After his diction, something must be said of his versification. The measure, he says, is the English heroic verse without rhyme. Of this mode he had many examples among the Italians, and some in his own country. The earl of Surrey is said to have translated one of Virgil's books without rhyme; and, beside our tragedies, a few short poems had appeared in blank verse, particularly one tending to reconcile the nation to Raleigh's wild attempt upon Guiana, and probably written by Raleigh himself. These petty performances cannot be supposed to have much influenced Milton, who more probably took his hint from Trissino's Italia Liberata; and, finding blank verse easier than rhyme, was desirous of persuading himself that it is better.

Rhyme, he says, and says truly, is no necessary adjunct of true poetry.

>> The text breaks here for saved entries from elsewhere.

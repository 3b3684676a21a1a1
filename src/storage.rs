//! Durable key-value storage for UI preferences.
//!
//! One JSON file per key on native platforms, an in-memory map on wasm. The
//! trait exists so the theme store can be handed a fake in tests.

use std::collections::HashMap;
use std::sync::{Arc, Mutex};
use thiserror::Error;

#[cfg(not(target_arch = "wasm32"))]
use std::{fs, path::PathBuf};

#[derive(Debug, Error)]
pub enum StorageError {
    #[error("failed to create storage directory: {0}")]
    CreateDir(#[source] std::io::Error),
    #[error("failed to write preference: {0}")]
    Write(#[source] std::io::Error),
    #[error("storage backend is poisoned")]
    Poisoned,
}

pub trait PreferenceStorage: Send + Sync {
    fn get(&self, key: &str) -> Option<String>;
    fn set(&self, key: &str, value: &str) -> Result<(), StorageError>;
}

/// File-backed storage under the platform data directory.
#[cfg(not(target_arch = "wasm32"))]
pub struct FileStorage {
    dir: PathBuf,
}

#[cfg(not(target_arch = "wasm32"))]
impl FileStorage {
    pub fn new() -> Self {
        let dir = match dirs::data_local_dir() {
            Some(data_dir) => data_dir.join("neofolio").join("preferences"),
            None => PathBuf::from("cache").join("preferences"),
        };
        Self { dir }
    }

    pub fn at(dir: impl Into<PathBuf>) -> Self {
        Self { dir: dir.into() }
    }

    fn key_path(&self, key: &str) -> PathBuf {
        self.dir.join(format!("{}.json", sanitize_key(key)))
    }
}

#[cfg(not(target_arch = "wasm32"))]
impl Default for FileStorage {
    fn default() -> Self {
        Self::new()
    }
}

#[cfg(not(target_arch = "wasm32"))]
impl PreferenceStorage for FileStorage {
    fn get(&self, key: &str) -> Option<String> {
        fs::read_to_string(self.key_path(key)).ok()
    }

    fn set(&self, key: &str, value: &str) -> Result<(), StorageError> {
        fs::create_dir_all(&self.dir).map_err(StorageError::CreateDir)?;
        fs::write(self.key_path(key), value).map_err(StorageError::Write)
    }
}

/// Volatile storage; the wasm backend and the test fake.
#[derive(Default)]
pub struct MemoryStorage {
    entries: Mutex<HashMap<String, String>>,
}

impl MemoryStorage {
    pub fn new() -> Self {
        Self::default()
    }
}

impl PreferenceStorage for MemoryStorage {
    fn get(&self, key: &str) -> Option<String> {
        let entries = self.entries.lock().ok()?;
        entries.get(key).cloned()
    }

    fn set(&self, key: &str, value: &str) -> Result<(), StorageError> {
        let mut entries = self.entries.lock().map_err(|_| StorageError::Poisoned)?;
        entries.insert(key.to_string(), value.to_string());
        Ok(())
    }
}

/// The storage backend the running app uses.
#[cfg(not(target_arch = "wasm32"))]
pub fn default_storage() -> Arc<dyn PreferenceStorage> {
    Arc::new(FileStorage::new())
}

#[cfg(target_arch = "wasm32")]
pub fn default_storage() -> Arc<dyn PreferenceStorage> {
    Arc::new(MemoryStorage::new())
}

/// Sanitize storage key for filesystem use.
fn sanitize_key(key: &str) -> String {
    key.chars()
        .map(|c| {
            if c.is_ascii_alphanumeric() || c == '-' || c == '_' {
                c
            } else {
                '_'
            }
        })
        .take(64)
        .collect()
}

#[cfg(test)]
mod tests {
    use super::*;

    #[test]
    fn test_sanitize_key() {
        assert_eq!(sanitize_key("theme-storage"), "theme-storage");
        assert_eq!(sanitize_key("user:preferences"), "user_preferences");
        assert_eq!(sanitize_key("../escape"), "___escape");
    }

    #[test]
    fn memory_storage_round_trip() {
        let storage = MemoryStorage::new();
        assert_eq!(storage.get("missing"), None);
        storage.set("k", "v").unwrap();
        assert_eq!(storage.get("k"), Some("v".to_string()));
    }
}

But, perhaps, of poetry, as a mental operation, metre or music is no necessary adjunct: it is however by the music of metre that poetry has been discriminated in all languages; and, in languages melodiously constructed with a due proportion of long and short syllables, metre is sufficient. But one language cannot communicate its rules to another; where metre is scanty and imperfect, some help is necessary. The music of the English heroic lines strikes the ear so faintly, that it is easily lost, unless all the syllables of every line co-operate together; this co-operation can be only obtained by the preservation of every verse, unmingled with another, as a distinct system of sounds; and this distinctness is obtained and preserved by the artifice of rhyme. The variety of pauses, so much boasted by the lovers of blank verse, changes the measures of an English poet to the periods of a declaimer; and there are only a few skilful and happy readers of Milton, who enable their audience to perceive where the lines end or begin. Blank verse, said an ingenious critic, seems to be verse only to the eye.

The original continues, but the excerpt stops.